Task objective:
When you reach the line that contains "record is emitted." in the data below, start reproducing lines exactly, and stop after the line that contains "let mut forced_invalid_by_tech = false;".

Data for this task:
-- Opening Marker --
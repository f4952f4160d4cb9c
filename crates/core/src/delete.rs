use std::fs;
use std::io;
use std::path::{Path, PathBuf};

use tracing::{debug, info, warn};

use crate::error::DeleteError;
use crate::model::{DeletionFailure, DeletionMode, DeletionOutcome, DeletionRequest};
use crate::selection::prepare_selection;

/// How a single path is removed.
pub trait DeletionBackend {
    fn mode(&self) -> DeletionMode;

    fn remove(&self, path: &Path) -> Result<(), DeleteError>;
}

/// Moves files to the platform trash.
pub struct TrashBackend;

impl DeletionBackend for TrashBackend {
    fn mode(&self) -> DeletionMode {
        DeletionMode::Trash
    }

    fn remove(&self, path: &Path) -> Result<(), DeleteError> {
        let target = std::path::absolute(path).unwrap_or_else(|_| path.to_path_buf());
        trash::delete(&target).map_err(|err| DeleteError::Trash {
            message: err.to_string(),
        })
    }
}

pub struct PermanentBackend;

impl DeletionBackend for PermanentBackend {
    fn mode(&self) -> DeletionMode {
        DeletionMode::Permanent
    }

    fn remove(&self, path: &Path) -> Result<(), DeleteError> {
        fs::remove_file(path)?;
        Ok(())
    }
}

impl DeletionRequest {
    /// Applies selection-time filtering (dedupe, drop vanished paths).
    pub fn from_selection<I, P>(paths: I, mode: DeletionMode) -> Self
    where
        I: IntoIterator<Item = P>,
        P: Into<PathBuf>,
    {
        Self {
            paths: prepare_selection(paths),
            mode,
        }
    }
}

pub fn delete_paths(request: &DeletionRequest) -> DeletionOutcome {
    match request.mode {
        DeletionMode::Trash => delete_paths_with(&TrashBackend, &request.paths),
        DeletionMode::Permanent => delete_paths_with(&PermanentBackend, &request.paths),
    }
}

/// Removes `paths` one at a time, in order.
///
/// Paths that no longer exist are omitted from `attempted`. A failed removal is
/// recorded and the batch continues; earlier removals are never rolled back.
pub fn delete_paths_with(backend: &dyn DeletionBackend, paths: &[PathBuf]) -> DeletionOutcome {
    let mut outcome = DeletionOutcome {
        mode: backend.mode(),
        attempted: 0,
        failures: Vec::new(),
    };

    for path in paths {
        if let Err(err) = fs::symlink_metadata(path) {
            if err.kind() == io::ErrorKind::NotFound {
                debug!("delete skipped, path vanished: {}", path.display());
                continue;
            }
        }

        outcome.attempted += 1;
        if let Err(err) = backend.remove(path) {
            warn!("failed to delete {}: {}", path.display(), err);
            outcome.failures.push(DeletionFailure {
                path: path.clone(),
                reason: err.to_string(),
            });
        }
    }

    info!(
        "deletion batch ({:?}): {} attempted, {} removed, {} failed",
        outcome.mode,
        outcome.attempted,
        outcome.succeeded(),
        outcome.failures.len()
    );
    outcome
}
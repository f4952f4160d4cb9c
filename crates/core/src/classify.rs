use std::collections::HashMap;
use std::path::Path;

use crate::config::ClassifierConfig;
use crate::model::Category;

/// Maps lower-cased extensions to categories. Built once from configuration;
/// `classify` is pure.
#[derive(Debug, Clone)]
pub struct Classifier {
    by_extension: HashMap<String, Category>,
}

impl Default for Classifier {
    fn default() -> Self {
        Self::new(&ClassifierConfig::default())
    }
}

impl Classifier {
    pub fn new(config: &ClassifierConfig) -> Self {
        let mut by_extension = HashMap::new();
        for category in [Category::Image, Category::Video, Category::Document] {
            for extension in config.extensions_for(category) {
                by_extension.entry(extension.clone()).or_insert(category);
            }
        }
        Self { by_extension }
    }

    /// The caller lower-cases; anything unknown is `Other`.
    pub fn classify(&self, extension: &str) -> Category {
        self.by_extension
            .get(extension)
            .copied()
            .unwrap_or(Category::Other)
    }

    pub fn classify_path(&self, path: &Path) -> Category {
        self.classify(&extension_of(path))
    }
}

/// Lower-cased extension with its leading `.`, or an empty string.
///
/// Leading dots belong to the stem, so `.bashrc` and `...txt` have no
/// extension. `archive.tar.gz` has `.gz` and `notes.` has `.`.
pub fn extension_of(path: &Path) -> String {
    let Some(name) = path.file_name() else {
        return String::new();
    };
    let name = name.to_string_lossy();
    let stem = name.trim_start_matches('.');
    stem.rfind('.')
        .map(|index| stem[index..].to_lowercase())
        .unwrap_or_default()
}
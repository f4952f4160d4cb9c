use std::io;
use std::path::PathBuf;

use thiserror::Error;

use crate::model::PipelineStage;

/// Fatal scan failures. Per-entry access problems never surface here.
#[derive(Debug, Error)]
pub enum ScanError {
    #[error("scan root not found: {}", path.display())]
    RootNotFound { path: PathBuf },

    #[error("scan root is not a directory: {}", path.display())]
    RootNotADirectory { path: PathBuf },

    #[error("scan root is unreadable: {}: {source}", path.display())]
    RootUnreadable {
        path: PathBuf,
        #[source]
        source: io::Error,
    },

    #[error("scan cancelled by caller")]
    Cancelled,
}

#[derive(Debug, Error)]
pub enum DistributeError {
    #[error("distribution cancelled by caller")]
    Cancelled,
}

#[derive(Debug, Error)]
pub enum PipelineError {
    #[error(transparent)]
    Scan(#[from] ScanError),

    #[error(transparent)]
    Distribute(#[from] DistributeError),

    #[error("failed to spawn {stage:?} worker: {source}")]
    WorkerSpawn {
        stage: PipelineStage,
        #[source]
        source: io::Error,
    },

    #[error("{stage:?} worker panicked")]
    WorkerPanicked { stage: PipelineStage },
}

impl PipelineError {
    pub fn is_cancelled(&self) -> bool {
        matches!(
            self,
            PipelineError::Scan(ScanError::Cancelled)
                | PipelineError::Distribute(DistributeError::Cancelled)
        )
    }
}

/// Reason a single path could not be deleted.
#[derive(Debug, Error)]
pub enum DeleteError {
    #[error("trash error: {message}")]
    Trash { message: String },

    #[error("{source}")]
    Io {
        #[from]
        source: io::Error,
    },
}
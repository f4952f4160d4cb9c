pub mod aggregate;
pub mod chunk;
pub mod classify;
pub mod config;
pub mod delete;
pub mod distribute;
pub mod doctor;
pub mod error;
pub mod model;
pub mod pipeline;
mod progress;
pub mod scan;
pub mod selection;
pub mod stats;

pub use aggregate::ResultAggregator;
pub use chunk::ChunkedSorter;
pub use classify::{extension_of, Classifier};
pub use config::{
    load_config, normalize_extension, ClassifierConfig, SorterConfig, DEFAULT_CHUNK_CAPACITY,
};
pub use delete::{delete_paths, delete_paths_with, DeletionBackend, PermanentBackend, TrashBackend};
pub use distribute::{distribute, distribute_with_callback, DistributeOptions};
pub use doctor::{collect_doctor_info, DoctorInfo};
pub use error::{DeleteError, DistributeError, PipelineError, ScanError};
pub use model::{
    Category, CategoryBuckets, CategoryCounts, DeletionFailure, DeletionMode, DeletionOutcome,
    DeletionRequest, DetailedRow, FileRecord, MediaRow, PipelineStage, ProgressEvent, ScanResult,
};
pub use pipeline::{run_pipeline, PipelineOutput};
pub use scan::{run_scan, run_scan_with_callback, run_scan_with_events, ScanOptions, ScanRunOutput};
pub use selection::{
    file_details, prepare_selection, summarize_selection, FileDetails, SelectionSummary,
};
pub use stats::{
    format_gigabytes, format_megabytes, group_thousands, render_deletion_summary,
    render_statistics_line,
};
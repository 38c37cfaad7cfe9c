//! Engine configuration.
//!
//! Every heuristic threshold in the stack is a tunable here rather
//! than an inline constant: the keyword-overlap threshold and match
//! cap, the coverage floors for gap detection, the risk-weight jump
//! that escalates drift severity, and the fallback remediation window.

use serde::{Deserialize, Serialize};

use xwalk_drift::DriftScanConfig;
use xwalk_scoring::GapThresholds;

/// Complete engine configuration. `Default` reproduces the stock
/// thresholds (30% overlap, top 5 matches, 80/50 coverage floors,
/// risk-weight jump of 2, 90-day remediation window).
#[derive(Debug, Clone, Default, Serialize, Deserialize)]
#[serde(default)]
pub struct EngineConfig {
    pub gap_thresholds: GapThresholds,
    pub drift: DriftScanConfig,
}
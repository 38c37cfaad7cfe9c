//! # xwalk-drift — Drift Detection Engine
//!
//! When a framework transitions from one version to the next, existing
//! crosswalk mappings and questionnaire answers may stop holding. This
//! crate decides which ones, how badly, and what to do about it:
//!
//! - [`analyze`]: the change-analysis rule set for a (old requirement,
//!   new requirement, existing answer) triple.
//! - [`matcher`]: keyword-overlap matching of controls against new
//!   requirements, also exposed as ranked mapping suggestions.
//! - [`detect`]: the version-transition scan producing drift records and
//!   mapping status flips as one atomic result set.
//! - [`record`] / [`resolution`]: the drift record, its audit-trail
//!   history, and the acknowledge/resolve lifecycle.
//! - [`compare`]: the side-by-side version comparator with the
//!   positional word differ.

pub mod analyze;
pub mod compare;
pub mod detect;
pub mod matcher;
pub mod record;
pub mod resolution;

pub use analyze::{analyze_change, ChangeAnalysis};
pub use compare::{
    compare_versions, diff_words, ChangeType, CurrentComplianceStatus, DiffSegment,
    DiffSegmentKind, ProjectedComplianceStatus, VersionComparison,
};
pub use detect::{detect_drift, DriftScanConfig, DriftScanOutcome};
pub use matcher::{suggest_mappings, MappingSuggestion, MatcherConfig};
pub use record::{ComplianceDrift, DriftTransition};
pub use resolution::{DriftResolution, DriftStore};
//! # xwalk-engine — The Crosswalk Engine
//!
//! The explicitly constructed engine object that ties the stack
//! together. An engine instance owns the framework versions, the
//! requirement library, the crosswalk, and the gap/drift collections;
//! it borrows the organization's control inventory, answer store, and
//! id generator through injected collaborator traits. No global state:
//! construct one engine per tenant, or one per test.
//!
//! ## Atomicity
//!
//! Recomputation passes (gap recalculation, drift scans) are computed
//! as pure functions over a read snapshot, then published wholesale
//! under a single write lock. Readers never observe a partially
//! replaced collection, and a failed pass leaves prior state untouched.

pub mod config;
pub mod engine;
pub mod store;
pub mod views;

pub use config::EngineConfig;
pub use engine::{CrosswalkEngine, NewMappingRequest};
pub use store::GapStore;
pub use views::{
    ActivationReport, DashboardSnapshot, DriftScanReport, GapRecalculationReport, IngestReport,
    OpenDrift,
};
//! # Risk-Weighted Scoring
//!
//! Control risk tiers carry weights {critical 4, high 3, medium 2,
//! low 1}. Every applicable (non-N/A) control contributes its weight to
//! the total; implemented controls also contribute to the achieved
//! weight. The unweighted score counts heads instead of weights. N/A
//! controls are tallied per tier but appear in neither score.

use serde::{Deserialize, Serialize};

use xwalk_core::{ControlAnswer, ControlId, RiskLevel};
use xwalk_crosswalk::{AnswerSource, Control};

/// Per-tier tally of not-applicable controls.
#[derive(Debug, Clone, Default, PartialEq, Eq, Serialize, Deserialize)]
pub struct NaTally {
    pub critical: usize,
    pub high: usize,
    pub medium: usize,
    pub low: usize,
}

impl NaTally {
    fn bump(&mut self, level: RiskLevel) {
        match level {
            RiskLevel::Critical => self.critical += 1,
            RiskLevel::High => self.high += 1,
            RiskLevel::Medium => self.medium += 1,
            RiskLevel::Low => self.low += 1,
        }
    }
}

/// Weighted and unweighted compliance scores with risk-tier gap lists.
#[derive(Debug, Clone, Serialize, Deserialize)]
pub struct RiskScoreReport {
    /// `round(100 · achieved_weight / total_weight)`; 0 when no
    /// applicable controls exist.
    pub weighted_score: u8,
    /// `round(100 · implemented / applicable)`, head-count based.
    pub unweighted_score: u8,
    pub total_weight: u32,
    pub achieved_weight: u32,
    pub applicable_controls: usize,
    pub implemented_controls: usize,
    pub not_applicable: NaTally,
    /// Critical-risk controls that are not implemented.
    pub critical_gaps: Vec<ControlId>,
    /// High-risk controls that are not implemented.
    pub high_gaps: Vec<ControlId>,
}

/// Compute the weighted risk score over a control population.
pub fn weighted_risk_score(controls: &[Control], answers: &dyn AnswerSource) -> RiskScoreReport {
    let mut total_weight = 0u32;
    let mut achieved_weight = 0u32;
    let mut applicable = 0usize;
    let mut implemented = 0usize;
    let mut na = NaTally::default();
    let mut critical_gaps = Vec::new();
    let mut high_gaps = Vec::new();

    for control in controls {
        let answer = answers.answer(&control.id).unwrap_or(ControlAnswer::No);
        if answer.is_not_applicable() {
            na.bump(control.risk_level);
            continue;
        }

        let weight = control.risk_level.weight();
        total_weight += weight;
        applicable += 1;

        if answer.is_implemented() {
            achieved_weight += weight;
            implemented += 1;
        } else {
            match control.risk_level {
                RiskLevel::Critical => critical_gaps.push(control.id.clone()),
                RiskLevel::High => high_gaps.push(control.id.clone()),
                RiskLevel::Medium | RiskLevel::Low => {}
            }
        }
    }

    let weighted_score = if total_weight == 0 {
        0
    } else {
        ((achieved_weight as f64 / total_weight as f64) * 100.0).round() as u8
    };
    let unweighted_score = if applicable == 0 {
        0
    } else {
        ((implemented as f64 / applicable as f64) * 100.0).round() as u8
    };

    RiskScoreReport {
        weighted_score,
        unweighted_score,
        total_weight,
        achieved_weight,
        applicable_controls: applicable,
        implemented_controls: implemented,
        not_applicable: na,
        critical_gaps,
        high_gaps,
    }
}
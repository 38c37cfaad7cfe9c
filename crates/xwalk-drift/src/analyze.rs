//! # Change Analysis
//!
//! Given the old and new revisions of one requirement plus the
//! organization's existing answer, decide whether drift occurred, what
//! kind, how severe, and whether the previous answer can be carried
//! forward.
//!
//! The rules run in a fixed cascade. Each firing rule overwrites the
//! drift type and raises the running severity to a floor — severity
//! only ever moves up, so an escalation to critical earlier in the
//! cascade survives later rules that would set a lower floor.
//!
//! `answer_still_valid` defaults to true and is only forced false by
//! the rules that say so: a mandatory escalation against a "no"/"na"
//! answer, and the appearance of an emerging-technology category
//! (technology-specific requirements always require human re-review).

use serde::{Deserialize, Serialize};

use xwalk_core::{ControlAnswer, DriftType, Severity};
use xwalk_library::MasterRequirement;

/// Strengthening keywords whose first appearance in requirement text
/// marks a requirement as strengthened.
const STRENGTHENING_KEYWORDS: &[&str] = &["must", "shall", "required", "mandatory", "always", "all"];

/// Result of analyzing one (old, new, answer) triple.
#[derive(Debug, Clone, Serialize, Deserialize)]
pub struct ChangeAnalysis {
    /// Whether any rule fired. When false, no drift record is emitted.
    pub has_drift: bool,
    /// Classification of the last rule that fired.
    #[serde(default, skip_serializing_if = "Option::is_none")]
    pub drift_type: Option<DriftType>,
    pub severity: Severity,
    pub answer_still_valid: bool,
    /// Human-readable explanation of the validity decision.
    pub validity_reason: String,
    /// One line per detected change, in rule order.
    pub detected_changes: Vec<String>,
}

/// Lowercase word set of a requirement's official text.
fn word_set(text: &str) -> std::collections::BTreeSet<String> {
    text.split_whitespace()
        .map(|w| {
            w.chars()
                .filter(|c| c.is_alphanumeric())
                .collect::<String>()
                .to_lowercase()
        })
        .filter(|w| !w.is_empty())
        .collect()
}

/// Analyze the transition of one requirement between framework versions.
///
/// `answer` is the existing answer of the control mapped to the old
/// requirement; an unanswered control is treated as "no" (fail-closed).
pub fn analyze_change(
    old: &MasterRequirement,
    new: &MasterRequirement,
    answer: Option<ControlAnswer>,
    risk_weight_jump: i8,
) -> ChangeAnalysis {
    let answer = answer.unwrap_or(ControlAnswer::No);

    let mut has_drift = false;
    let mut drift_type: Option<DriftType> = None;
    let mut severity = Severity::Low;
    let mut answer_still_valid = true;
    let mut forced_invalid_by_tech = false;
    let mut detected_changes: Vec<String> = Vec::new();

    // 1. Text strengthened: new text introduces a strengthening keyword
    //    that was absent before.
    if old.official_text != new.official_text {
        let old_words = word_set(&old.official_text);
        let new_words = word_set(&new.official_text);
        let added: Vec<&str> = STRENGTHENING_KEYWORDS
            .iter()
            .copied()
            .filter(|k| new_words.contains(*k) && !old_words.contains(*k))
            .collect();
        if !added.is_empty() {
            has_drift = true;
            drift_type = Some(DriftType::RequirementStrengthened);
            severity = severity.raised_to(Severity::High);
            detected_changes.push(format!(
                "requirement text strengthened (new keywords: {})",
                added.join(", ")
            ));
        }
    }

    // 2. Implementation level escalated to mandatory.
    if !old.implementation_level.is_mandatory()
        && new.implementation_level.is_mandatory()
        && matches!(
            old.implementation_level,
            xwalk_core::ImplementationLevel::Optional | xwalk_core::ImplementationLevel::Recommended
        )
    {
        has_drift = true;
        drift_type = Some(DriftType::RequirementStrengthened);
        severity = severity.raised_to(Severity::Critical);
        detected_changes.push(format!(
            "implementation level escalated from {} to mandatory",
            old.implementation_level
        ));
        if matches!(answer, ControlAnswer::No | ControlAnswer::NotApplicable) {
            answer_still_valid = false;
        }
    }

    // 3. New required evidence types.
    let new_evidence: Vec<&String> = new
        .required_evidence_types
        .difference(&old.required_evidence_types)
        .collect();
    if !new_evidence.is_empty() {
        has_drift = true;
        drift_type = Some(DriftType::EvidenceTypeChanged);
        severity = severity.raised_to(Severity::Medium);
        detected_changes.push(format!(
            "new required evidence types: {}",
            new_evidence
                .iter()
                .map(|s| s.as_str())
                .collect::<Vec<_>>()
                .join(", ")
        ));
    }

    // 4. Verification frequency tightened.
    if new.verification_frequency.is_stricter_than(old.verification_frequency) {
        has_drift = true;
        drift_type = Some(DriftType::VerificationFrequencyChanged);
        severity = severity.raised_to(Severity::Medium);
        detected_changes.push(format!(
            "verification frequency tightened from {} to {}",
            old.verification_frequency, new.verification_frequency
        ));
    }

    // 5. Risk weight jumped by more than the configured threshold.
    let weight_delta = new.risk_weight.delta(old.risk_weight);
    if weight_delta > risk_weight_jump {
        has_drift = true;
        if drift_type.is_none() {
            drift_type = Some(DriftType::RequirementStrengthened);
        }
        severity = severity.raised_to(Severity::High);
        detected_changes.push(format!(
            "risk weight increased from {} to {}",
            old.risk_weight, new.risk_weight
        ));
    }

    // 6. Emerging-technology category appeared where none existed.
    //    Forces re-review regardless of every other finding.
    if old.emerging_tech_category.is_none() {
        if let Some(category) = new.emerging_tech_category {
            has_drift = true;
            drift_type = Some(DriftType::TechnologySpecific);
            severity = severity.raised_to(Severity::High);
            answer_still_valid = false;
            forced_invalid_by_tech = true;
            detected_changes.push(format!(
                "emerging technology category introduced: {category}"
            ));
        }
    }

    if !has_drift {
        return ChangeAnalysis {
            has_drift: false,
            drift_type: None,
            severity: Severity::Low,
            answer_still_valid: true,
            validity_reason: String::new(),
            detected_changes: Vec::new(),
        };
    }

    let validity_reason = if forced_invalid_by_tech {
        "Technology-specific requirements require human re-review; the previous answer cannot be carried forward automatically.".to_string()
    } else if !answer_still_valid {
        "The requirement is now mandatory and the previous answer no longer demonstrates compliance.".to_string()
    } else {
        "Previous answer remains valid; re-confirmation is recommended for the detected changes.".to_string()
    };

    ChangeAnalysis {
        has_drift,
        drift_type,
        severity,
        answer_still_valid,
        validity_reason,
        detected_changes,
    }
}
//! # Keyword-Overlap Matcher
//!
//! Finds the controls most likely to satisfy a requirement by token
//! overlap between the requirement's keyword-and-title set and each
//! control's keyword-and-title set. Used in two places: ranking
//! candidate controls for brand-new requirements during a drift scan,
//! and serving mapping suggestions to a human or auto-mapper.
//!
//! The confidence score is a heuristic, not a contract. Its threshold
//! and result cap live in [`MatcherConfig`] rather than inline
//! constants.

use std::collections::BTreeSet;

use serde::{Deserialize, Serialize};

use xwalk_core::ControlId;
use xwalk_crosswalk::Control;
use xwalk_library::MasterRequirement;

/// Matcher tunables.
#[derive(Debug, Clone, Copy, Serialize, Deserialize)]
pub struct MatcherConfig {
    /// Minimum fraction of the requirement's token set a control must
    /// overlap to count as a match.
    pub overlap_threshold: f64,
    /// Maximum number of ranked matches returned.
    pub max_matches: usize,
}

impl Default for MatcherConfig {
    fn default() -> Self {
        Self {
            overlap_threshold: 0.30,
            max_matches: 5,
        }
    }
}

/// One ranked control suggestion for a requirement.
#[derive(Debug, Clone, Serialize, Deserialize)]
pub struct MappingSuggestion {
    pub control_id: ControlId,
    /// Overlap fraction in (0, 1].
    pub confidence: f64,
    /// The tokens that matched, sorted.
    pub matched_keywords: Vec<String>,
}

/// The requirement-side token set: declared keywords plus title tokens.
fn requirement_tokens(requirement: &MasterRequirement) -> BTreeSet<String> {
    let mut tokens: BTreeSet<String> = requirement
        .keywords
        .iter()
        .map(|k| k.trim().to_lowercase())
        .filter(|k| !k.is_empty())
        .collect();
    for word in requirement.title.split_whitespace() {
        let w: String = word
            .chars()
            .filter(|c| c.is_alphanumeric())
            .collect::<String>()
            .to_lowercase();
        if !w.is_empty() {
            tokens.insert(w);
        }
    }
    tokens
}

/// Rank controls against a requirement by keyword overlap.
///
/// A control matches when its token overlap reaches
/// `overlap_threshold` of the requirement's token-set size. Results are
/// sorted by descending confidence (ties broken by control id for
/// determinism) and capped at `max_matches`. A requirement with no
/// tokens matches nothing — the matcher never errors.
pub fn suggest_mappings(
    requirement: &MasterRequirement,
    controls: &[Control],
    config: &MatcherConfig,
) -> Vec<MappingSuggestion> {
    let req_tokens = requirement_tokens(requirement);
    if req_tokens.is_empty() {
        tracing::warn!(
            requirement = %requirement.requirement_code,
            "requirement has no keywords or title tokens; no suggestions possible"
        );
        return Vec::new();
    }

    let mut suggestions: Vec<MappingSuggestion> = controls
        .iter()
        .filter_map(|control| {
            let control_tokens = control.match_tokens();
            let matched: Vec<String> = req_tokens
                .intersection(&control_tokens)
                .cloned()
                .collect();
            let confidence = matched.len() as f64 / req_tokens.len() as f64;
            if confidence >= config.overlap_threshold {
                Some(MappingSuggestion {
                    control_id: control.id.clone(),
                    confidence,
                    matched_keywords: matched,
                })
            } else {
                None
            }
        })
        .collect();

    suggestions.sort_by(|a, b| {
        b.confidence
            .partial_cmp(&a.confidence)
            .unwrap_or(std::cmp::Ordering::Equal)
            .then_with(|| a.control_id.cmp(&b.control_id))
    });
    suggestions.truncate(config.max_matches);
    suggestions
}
-- Closing Marker --
Answer to the problem:
    /// Whether any rule fired. When false, no drift record is emitted.
    pub has_drift: bool,
    /// Classification of the last rule that fired.
    #[serde(default, skip_serializing_if = "Option::is_none")]
    pub drift_type: Option<DriftType>,
    pub severity: Severity,
    pub answer_still_valid: bool,
    /// Human-readable explanation of the validity decision.
    pub validity_reason: String,
    /// One line per detected change, in rule order.
    pub detected_changes: Vec<String>,
}

/// Lowercase word set of a requirement's official text.
fn word_set(text: &str) -> std::collections::BTreeSet<String> {
    text.split_whitespace()
        .map(|w| {
            w.chars()
                .filter(|c| c.is_alphanumeric())
                .collect::<String>()
                .to_lowercase()
        })
        .filter(|w| !w.is_empty())
        .collect()
}

/// Analyze the transition of one requirement between framework versions.
///
/// `answer` is the existing answer of the control mapped to the old
/// requirement; an unanswered control is treated as "no" (fail-closed).
pub fn analyze_change(
    old: &MasterRequirement,
    new: &MasterRequirement,
    answer: Option<ControlAnswer>,
    risk_weight_jump: i8,
) -> ChangeAnalysis {
    let answer = answer.unwrap_or(ControlAnswer::No);

    let mut has_drift = false;
    let mut drift_type: Option<DriftType> = None;
    let mut severity = Severity::Low;
    let mut answer_still_valid = true;
    let mut forced_invalid_by_tech = false;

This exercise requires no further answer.